### [Dataset]

=== Section Start ===

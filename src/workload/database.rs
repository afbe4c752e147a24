use std::sync::Arc;

use crate::storage::{index::Index, table::Table};

/// Owns the live table and index handles for one provisioned TPC-C database.
/// Handles are shared read-only across workers; teardown happens when this
/// container is dropped.
pub struct TpccDatabase {
    pub warehouse_table: Arc<Table>,
    pub district_table: Arc<Table>,
    pub customer_table: Arc<Table>,
    pub history_table: Arc<Table>,
    pub new_order_table: Arc<Table>,
    pub order_table: Arc<Table>,
    pub order_line_table: Arc<Table>,
    pub item_table: Arc<Table>,
    pub stock_table: Arc<Table>,

    pub warehouse_primary_index: Arc<Index>,
    pub district_primary_index: Arc<Index>,
    pub customer_primary_index: Arc<Index>,
    pub customer_secondary_index: Arc<Index>,
    pub new_order_primary_index: Arc<Index>,
    pub order_primary_index: Arc<Index>,
    pub order_secondary_index: Arc<Index>,
    pub order_line_primary_index: Arc<Index>,
    pub item_primary_index: Arc<Index>,
    pub stock_primary_index: Arc<Index>,
}
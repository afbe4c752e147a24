use std::sync::Arc;

use tracing::info;

use crate::catalog::schema::{IndexKeySchema, OidGenerator};
use crate::catalog::tpcc;
use crate::storage::{index::Index, table::Table};
use crate::workload::database::TpccDatabase;

/// Provisions all nine TPC-C tables and their ten indexes from one oid
/// generator. Provisioning a well-formed schema cannot fail; schema shape
/// mismatches are programming errors caught by the catalog's debug asserts.
pub struct Builder {
    oids: OidGenerator,
}

impl Builder {
    pub fn new() -> Self {
        // oid 0 is reserved, so the generator starts at 1
        Self {
            oids: OidGenerator::new(),
        }
    }

    pub fn with_oid_generator(oids: OidGenerator) -> Self {
        Self { oids }
    }

    pub fn build(mut self) -> TpccDatabase {
        let warehouse_schema = tpcc::build_warehouse_table_schema(&mut self.oids);
        let warehouse_table = Arc::new(Table::new(self.oids.next_oid(), warehouse_schema.clone()));
        let key = tpcc::build_warehouse_primary_index_schema(&warehouse_schema, &mut self.oids);
        let warehouse_primary_index = Self::make_index(&mut self.oids, key);

        let district_schema = tpcc::build_district_table_schema(&mut self.oids);
        let district_table = Arc::new(Table::new(self.oids.next_oid(), district_schema.clone()));
        let key = tpcc::build_district_primary_index_schema(&district_schema, &mut self.oids);
        let district_primary_index = Self::make_index(&mut self.oids, key);

        let customer_schema = tpcc::build_customer_table_schema(&mut self.oids);
        let customer_table = Arc::new(Table::new(self.oids.next_oid(), customer_schema.clone()));
        let key = tpcc::build_customer_primary_index_schema(&customer_schema, &mut self.oids);
        let customer_primary_index = Self::make_index(&mut self.oids, key);
        let key = tpcc::build_customer_secondary_index_schema(&customer_schema, &mut self.oids);
        let customer_secondary_index = Self::make_index(&mut self.oids, key);

        let history_schema = tpcc::build_history_table_schema(&mut self.oids);
        let history_table = Arc::new(Table::new(self.oids.next_oid(), history_schema));

        let new_order_schema = tpcc::build_new_order_table_schema(&mut self.oids);
        let new_order_table = Arc::new(Table::new(self.oids.next_oid(), new_order_schema.clone()));
        let key = tpcc::build_new_order_primary_index_schema(&new_order_schema, &mut self.oids);
        let new_order_primary_index = Self::make_index(&mut self.oids, key);

        let order_schema = tpcc::build_order_table_schema(&mut self.oids);
        let order_table = Arc::new(Table::new(self.oids.next_oid(), order_schema.clone()));
        let key = tpcc::build_order_primary_index_schema(&order_schema, &mut self.oids);
        let order_primary_index = Self::make_index(&mut self.oids, key);
        let key = tpcc::build_order_secondary_index_schema(&order_schema, &mut self.oids);
        let order_secondary_index = Self::make_index(&mut self.oids, key);

        let order_line_schema = tpcc::build_order_line_table_schema(&mut self.oids);
        let order_line_table =
            Arc::new(Table::new(self.oids.next_oid(), order_line_schema.clone()));
        let key = tpcc::build_order_line_primary_index_schema(&order_line_schema, &mut self.oids);
        let order_line_primary_index = Self::make_index(&mut self.oids, key);

        let item_schema = tpcc::build_item_table_schema(&mut self.oids);
        let item_table = Arc::new(Table::new(self.oids.next_oid(), item_schema.clone()));
        let key = tpcc::build_item_primary_index_schema(&item_schema, &mut self.oids);
        let item_primary_index = Self::make_index(&mut self.oids, key);

        let stock_schema = tpcc::build_stock_table_schema(&mut self.oids);
        let stock_table = Arc::new(Table::new(self.oids.next_oid(), stock_schema.clone()));
        let key = tpcc::build_stock_primary_index_schema(&stock_schema, &mut self.oids);
        let stock_primary_index = Self::make_index(&mut self.oids, key);

        info!(
            next_oid = self.oids.peek(),
            "provisioned tpcc tables and indexes"
        );

        TpccDatabase {
            warehouse_table,
            district_table,
            customer_table,
            history_table,
            new_order_table,
            order_table,
            order_line_table,
            item_table,
            stock_table,
            warehouse_primary_index,
            district_primary_index,
            customer_primary_index,
            customer_secondary_index,
            new_order_primary_index,
            order_primary_index,
            order_secondary_index,
            order_line_primary_index,
            item_primary_index,
            stock_primary_index,
        }
    }

    fn make_index(oids: &mut OidGenerator, key_schema: IndexKeySchema) -> Arc<Index> {
        let unique = key_schema.is_unique();
        Arc::new(Index::new(oids.next_oid(), key_schema, unique))
    }
}

impl Default for Builder {
    fn default() -> Self {
        Self::new()
    }
}
use gudang::{
    catalog::{
        schema::{IndexKind, Oid, OidGenerator, INVALID_OID},
        tpcc,
    },
    types::{row::{RowReader, RowWriter}, value::DataType},
    workload::builder::Builder,
};
use std::collections::HashSet;

#[test]
fn test_oid_generator_starts_above_invalid() {
    let mut oids = OidGenerator::new();
    assert_eq!(INVALID_OID, 0);
    assert_eq!(oids.next_oid(), 1);
    assert_eq!(oids.next_oid(), 2);
    assert_eq!(oids.peek(), 3);
}

#[test]
fn test_oid_generator_starting_at() {
    let mut oids = OidGenerator::starting_at(100);
    assert_eq!(oids.next_oid(), 100);
    assert_eq!(oids.next_oid(), 101);
    assert_eq!(oids.peek(), 102);
}

#[test]
fn test_table_column_counts() {
    let mut oids = OidGenerator::new();
    assert_eq!(tpcc::build_warehouse_table_schema(&mut oids).num_columns(), 9);
    assert_eq!(tpcc::build_district_table_schema(&mut oids).num_columns(), 11);
    assert_eq!(tpcc::build_customer_table_schema(&mut oids).num_columns(), 21);
    assert_eq!(tpcc::build_history_table_schema(&mut oids).num_columns(), 8);
    assert_eq!(tpcc::build_new_order_table_schema(&mut oids).num_columns(), 3);
    assert_eq!(tpcc::build_order_table_schema(&mut oids).num_columns(), 8);
    assert_eq!(tpcc::build_order_line_table_schema(&mut oids).num_columns(), 10);
    assert_eq!(tpcc::build_item_table_schema(&mut oids).num_columns(), 5);
    assert_eq!(tpcc::build_stock_table_schema(&mut oids).num_columns(), 17);
}

#[test]
fn test_index_key_column_counts_and_kinds() {
    let mut oids = OidGenerator::new();

    let warehouse = tpcc::build_warehouse_table_schema(&mut oids);
    let key = tpcc::build_warehouse_primary_index_schema(&warehouse, &mut oids);
    assert_eq!(key.num_columns(), 1);
    assert_eq!(key.kind, IndexKind::Primary);
    assert!(key.is_unique());

    let district = tpcc::build_district_table_schema(&mut oids);
    let key = tpcc::build_district_primary_index_schema(&district, &mut oids);
    assert_eq!(key.num_columns(), 2);

    let customer = tpcc::build_customer_table_schema(&mut oids);
    let key = tpcc::build_customer_primary_index_schema(&customer, &mut oids);
    assert_eq!(key.num_columns(), 3);
    let key = tpcc::build_customer_secondary_index_schema(&customer, &mut oids);
    assert_eq!(key.num_columns(), 3);
    assert_eq!(key.kind, IndexKind::Secondary);
    assert!(!key.is_unique());

    let new_order = tpcc::build_new_order_table_schema(&mut oids);
    let key = tpcc::build_new_order_primary_index_schema(&new_order, &mut oids);
    assert_eq!(key.num_columns(), 3);

    let order = tpcc::build_order_table_schema(&mut oids);
    let key = tpcc::build_order_primary_index_schema(&order, &mut oids);
    assert_eq!(key.num_columns(), 3);
    let key = tpcc::build_order_secondary_index_schema(&order, &mut oids);
    assert_eq!(key.num_columns(), 4);
    assert_eq!(key.kind, IndexKind::Secondary);

    let order_line = tpcc::build_order_line_table_schema(&mut oids);
    let key = tpcc::build_order_line_primary_index_schema(&order_line, &mut oids);
    assert_eq!(key.num_columns(), 4);

    let item = tpcc::build_item_table_schema(&mut oids);
    let key = tpcc::build_item_primary_index_schema(&item, &mut oids);
    assert_eq!(key.num_columns(), 1);

    let stock = tpcc::build_stock_table_schema(&mut oids);
    let key = tpcc::build_stock_primary_index_schema(&stock, &mut oids);
    assert_eq!(key.num_columns(), 2);
}

#[test]
fn test_oids_unique_across_whole_catalog() {
    let mut oids = OidGenerator::new();
    let mut seen: HashSet<Oid> = HashSet::new();
    let mut record = |oid: Oid| {
        assert_ne!(oid, INVALID_OID);
        assert!(seen.insert(oid), "oid {oid} handed out twice");
    };

    let warehouse = tpcc::build_warehouse_table_schema(&mut oids);
    let district = tpcc::build_district_table_schema(&mut oids);
    let customer = tpcc::build_customer_table_schema(&mut oids);
    let history = tpcc::build_history_table_schema(&mut oids);
    let new_order = tpcc::build_new_order_table_schema(&mut oids);
    let order = tpcc::build_order_table_schema(&mut oids);
    let order_line = tpcc::build_order_line_table_schema(&mut oids);
    let item = tpcc::build_item_table_schema(&mut oids);
    let stock = tpcc::build_stock_table_schema(&mut oids);

    for schema in [
        &warehouse, &district, &customer, &history, &new_order, &order, &order_line, &item,
        &stock,
    ] {
        for column in &schema.columns {
            record(column.oid);
        }
    }

    let keys = [
        tpcc::build_warehouse_primary_index_schema(&warehouse, &mut oids),
        tpcc::build_district_primary_index_schema(&district, &mut oids),
        tpcc::build_customer_primary_index_schema(&customer, &mut oids),
        tpcc::build_customer_secondary_index_schema(&customer, &mut oids),
        tpcc::build_new_order_primary_index_schema(&new_order, &mut oids),
        tpcc::build_order_primary_index_schema(&order, &mut oids),
        tpcc::build_order_secondary_index_schema(&order, &mut oids),
        tpcc::build_order_line_primary_index_schema(&order_line, &mut oids),
        tpcc::build_item_primary_index_schema(&item, &mut oids),
        tpcc::build_stock_primary_index_schema(&stock, &mut oids),
    ];
    for key_schema in &keys {
        for key_column in &key_schema.key_columns {
            record(key_column.oid);
        }
    }
}

#[test]
fn test_key_parts_copy_column_type_and_nullability() {
    let mut oids = OidGenerator::new();
    let customer = tpcc::build_customer_table_schema(&mut oids);
    let key = tpcc::build_customer_secondary_index_schema(&customer, &mut oids);
    // (C_W_ID, C_D_ID, C_LAST)
    assert_eq!(key.key_columns[0].data_type, customer.column(2).data_type);
    assert_eq!(key.key_columns[1].data_type, customer.column(1).data_type);
    assert_eq!(key.key_columns[2].data_type, customer.column(5).data_type);
    assert_eq!(key.key_columns[2].data_type, DataType::Varchar(16));
    assert!(!key.key_columns[2].nullable);

    let order = tpcc::build_order_table_schema(&mut oids);
    let key = tpcc::build_order_secondary_index_schema(&order, &mut oids);
    // (O_W_ID, O_D_ID, O_C_ID, O_ID)
    assert_eq!(key.key_columns[0].data_type, DataType::TinyInt);
    assert_eq!(key.key_columns[1].data_type, DataType::TinyInt);
    assert_eq!(key.key_columns[2].data_type, DataType::Integer);
    assert_eq!(key.key_columns[3].data_type, DataType::Integer);
}

#[test]
fn test_row_layout_roundtrip() {
    let mut oids = OidGenerator::new();
    let order = tpcc::build_order_table_schema(&mut oids);
    let layout = order.row_layout();
    let mut buf = layout.alloc_buffer();
    {
        let mut writer = RowWriter::new(&layout, &mut buf);
        writer.set_integer(0, 42);
        writer.set_tinyint(1, 7);
        writer.set_tinyint(2, 1);
        writer.set_integer(3, 1234);
        writer.set_timestamp(4, 1_700_000_000_000_000);
        writer.set_null(5);
        writer.set_tinyint(6, 11);
        writer.set_tinyint(7, 1);
    }
    let reader = RowReader::new(&layout, &buf);
    assert_eq!(reader.get_integer(0), Some(42));
    assert_eq!(reader.get_tinyint(1), Some(7));
    assert_eq!(reader.get_tinyint(2), Some(1));
    assert_eq!(reader.get_integer(3), Some(1234));
    assert_eq!(reader.get_timestamp(4), Some(1_700_000_000_000_000));
    assert!(reader.is_null(5));
    assert_eq!(reader.get_tinyint(5), None);
    assert_eq!(reader.get_tinyint(6), Some(11));
    assert_eq!(reader.get_tinyint(7), Some(1));
}

#[test]
fn test_varchar_roundtrip_preserves_length() {
    let mut oids = OidGenerator::new();
    let customer = tpcc::build_customer_table_schema(&mut oids);
    let layout = customer.row_layout();
    let mut buf = layout.alloc_buffer();
    {
        let mut writer = RowWriter::new(&layout, &mut buf);
        writer.set_varchar(3, "ALICE");
        writer.set_varchar(5, "BARBARBAR");
    }
    let reader = RowReader::new(&layout, &buf);
    assert_eq!(reader.get_varchar(3), Some("ALICE"));
    assert_eq!(reader.get_varchar(5), Some("BARBARBAR"));
}

#[test]
fn test_builder_provisions_distinct_oids_and_uniqueness_flags() {
    let db = Builder::new().build();

    let table_oids = [
        db.warehouse_table.oid(),
        db.district_table.oid(),
        db.customer_table.oid(),
        db.history_table.oid(),
        db.new_order_table.oid(),
        db.order_table.oid(),
        db.order_line_table.oid(),
        db.item_table.oid(),
        db.stock_table.oid(),
    ];
    let index_oids = [
        db.warehouse_primary_index.oid(),
        db.district_primary_index.oid(),
        db.customer_primary_index.oid(),
        db.customer_secondary_index.oid(),
        db.new_order_primary_index.oid(),
        db.order_primary_index.oid(),
        db.order_secondary_index.oid(),
        db.order_line_primary_index.oid(),
        db.item_primary_index.oid(),
        db.stock_primary_index.oid(),
    ];
    let mut seen: HashSet<Oid> = HashSet::new();
    for oid in table_oids.iter().chain(index_oids.iter()) {
        assert_ne!(*oid, INVALID_OID);
        assert!(seen.insert(*oid), "oid {oid} assigned twice");
    }

    assert!(db.warehouse_primary_index.is_unique());
    assert!(db.customer_primary_index.is_unique());
    assert!(!db.customer_secondary_index.is_unique());
    assert!(db.order_primary_index.is_unique());
    assert!(!db.order_secondary_index.is_unique());
    assert!(db.order_line_primary_index.is_unique());
}

#[test]
fn test_builder_is_deterministic_for_a_fixed_start() {
    let first = Builder::with_oid_generator(OidGenerator::starting_at(500)).build();
    let second = Builder::with_oid_generator(OidGenerator::starting_at(500)).build();
    assert_eq!(first.customer_table.oid(), second.customer_table.oid());
    assert_eq!(
        first.order_secondary_index.oid(),
        second.order_secondary_index.oid()
    );
    assert_eq!(first.customer_table.schema(), second.customer_table.schema());
}
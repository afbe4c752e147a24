use std::collections::BTreeMap;
use std::ops::Bound;
use std::sync::{Arc, RwLock};

use crate::catalog::schema::{IndexKeySchema, Oid};
use crate::storage::txn::Transaction;
use crate::types::value::DataType;
use crate::types::{RowId, Timestamp};

#[derive(Debug, Clone, Copy)]
struct KeySlot {
    offset: usize,
    data_type: DataType,
}

/// Byte layout of a composite index key, computed once per key schema. Key
/// parts are encoded memcomparable: integers big-endian with the sign bit
/// flipped, varchar zero-padded to its declared maximum. Plain byte order
/// over the whole buffer then equals logical key order.
#[derive(Debug, Clone)]
pub struct KeyLayout {
    slots: Vec<KeySlot>,
    size: usize,
}

impl KeyLayout {
    pub fn new(schema: &IndexKeySchema) -> Self {
        let mut slots = Vec::with_capacity(schema.num_columns());
        let mut offset = 0;
        for key_column in &schema.key_columns {
            slots.push(KeySlot {
                offset,
                data_type: key_column.data_type,
            });
            offset += key_column.data_type.key_width();
        }
        Self {
            slots,
            size: offset,
        }
    }

    pub fn size(&self) -> usize {
        self.size
    }

    pub fn num_fields(&self) -> usize {
        self.slots.len()
    }

    pub fn alloc_buffer(&self) -> Vec<u8> {
        vec![0u8; self.size]
    }
}

/// Typed write access to a key buffer. Every TPC-C key column is declared
/// NOT NULL, so the writer has no null representation.
pub struct KeyWriter<'a> {
    layout: &'a KeyLayout,
    buf: &'a mut [u8],
}

impl<'a> KeyWriter<'a> {
    pub fn new(layout: &'a KeyLayout, buf: &'a mut [u8]) -> Self {
        debug_assert!(
            buf.len() >= layout.size(),
            "key buffer too small for layout"
        );
        Self { layout, buf }
    }

    fn slot(&self, index: usize, expected: DataType) -> KeySlot {
        debug_assert!(
            index < self.layout.num_fields(),
            "key field index {index} out of bounds"
        );
        let slot = self.layout.slots[index];
        debug_assert_eq!(
            slot.data_type, expected,
            "key field {index} is {:?}, written as {:?}",
            slot.data_type, expected
        );
        slot
    }

    pub fn set_tinyint(&mut self, index: usize, value: i8) {
        let slot = self.slot(index, DataType::TinyInt);
        self.buf[slot.offset] = (value as u8) ^ 0x80;
    }

    pub fn set_smallint(&mut self, index: usize, value: i16) {
        let slot = self.slot(index, DataType::SmallInt);
        let encoded = (value as u16) ^ 0x8000;
        self.buf[slot.offset..slot.offset + 2].copy_from_slice(&encoded.to_be_bytes());
    }

    pub fn set_integer(&mut self, index: usize, value: i32) {
        let slot = self.slot(index, DataType::Integer);
        let encoded = (value as u32) ^ 0x8000_0000;
        self.buf[slot.offset..slot.offset + 4].copy_from_slice(&encoded.to_be_bytes());
    }

    pub fn set_varchar(&mut self, index: usize, value: &str) {
        debug_assert!(index < self.layout.num_fields());
        let slot = self.layout.slots[index];
        let width = slot.data_type.key_width();
        debug_assert!(
            matches!(slot.data_type, DataType::Varchar(_)),
            "key field {index} is {:?}, written as varchar",
            slot.data_type
        );
        debug_assert!(
            value.len() <= width,
            "varchar key part of {} bytes exceeds declared maximum {width}",
            value.len()
        );
        let bytes = value.as_bytes();
        self.buf[slot.offset..slot.offset + bytes.len()].copy_from_slice(bytes);
        // Scratch buffers are reused across executions; pad out stale bytes.
        self.buf[slot.offset + bytes.len()..slot.offset + width].fill(0);
    }
}

/// Ordered index over memcomparable composite keys. Entries carry the
/// installing transaction's commit timestamp so scans observe the same
/// snapshot as table reads. Row ids are resolved against the owning table
/// with `Table::select`.
pub struct Index {
    oid: Oid,
    schema: IndexKeySchema,
    layout: KeyLayout,
    unique: bool,
    entries: RwLock<BTreeMap<Vec<u8>, Vec<(RowId, Timestamp)>>>,
}

impl Index {
    pub fn new(oid: Oid, schema: IndexKeySchema, unique: bool) -> Self {
        let layout = KeyLayout::new(&schema);
        Self {
            oid,
            schema,
            layout,
            unique,
            entries: RwLock::new(BTreeMap::new()),
        }
    }

    pub fn oid(&self) -> Oid {
        self.oid
    }

    pub fn key_schema(&self) -> &IndexKeySchema {
        &self.schema
    }

    pub fn key_layout(&self) -> &KeyLayout {
        &self.layout
    }

    pub fn is_unique(&self) -> bool {
        self.unique
    }

    /// Queue installation of `key -> row_id`. The entry becomes visible when
    /// the transaction commits; unlike pending rows it is not readable by
    /// the installing transaction's own scans.
    pub fn insert(self: &Arc<Self>, txn: &mut Transaction, key: &[u8], row_id: RowId) {
        debug_assert_eq!(key.len(), self.layout.size(), "key does not match layout");
        txn.enqueue_index_install(Arc::clone(self), key.to_vec(), row_id);
    }

    pub(crate) fn install(&self, key: Vec<u8>, row_id: RowId, commit_ts: Timestamp) {
        let mut entries = self.entries.write().expect("index lock poisoned");
        let bucket = entries.entry(key).or_default();
        assert!(
            !self.unique || bucket.is_empty(),
            "duplicate key installed into unique index {}",
            self.oid
        );
        bucket.push((row_id, commit_ts));
    }

    /// Exact-match scan; any number of results. `results` is cleared first.
    pub fn scan_key(&self, txn: &Transaction, key: &[u8], results: &mut Vec<RowId>) {
        results.clear();
        let entries = self.entries.read().expect("index lock poisoned");
        if let Some(bucket) = entries.get(key) {
            for &(row_id, ts) in bucket {
                if ts <= txn.start_ts() {
                    results.push(row_id);
                }
            }
        }
    }

    /// Full range scan, ascending, both bounds inclusive.
    pub fn scan_ascending(
        &self,
        txn: &Transaction,
        low_key: &[u8],
        high_key: &[u8],
        results: &mut Vec<RowId>,
    ) {
        results.clear();
        let entries = self.entries.read().expect("index lock poisoned");
        let range = (Bound::Included(low_key), Bound::Included(high_key));
        for (_, bucket) in entries.range::<[u8], _>(range) {
            for &(row_id, ts) in bucket {
                if ts <= txn.start_ts() {
                    results.push(row_id);
                }
            }
        }
    }

    /// Bounded range scan, descending, both bounds inclusive, capped at
    /// `limit` results.
    pub fn scan_limit_descending(
        &self,
        txn: &Transaction,
        low_key: &[u8],
        high_key: &[u8],
        results: &mut Vec<RowId>,
        limit: usize,
    ) {
        results.clear();
        let entries = self.entries.read().expect("index lock poisoned");
        let range = (Bound::Included(low_key), Bound::Included(high_key));
        for (_, bucket) in entries.range::<[u8], _>(range).rev() {
            for &(row_id, ts) in bucket.iter().rev() {
                if ts <= txn.start_ts() {
                    results.push(row_id);
                    if results.len() == limit {
                        return;
                    }
                }
            }
        }
    }
}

=== Section End ===

Show the lines where the word "RwLock" appears in the entries.

use std::sync::{Arc, RwLock};
    entries: RwLock<BTreeMap<Vec<u8>, Vec<(RowId, Timestamp)>>>,
            entries: RwLock::new(BTreeMap::new()),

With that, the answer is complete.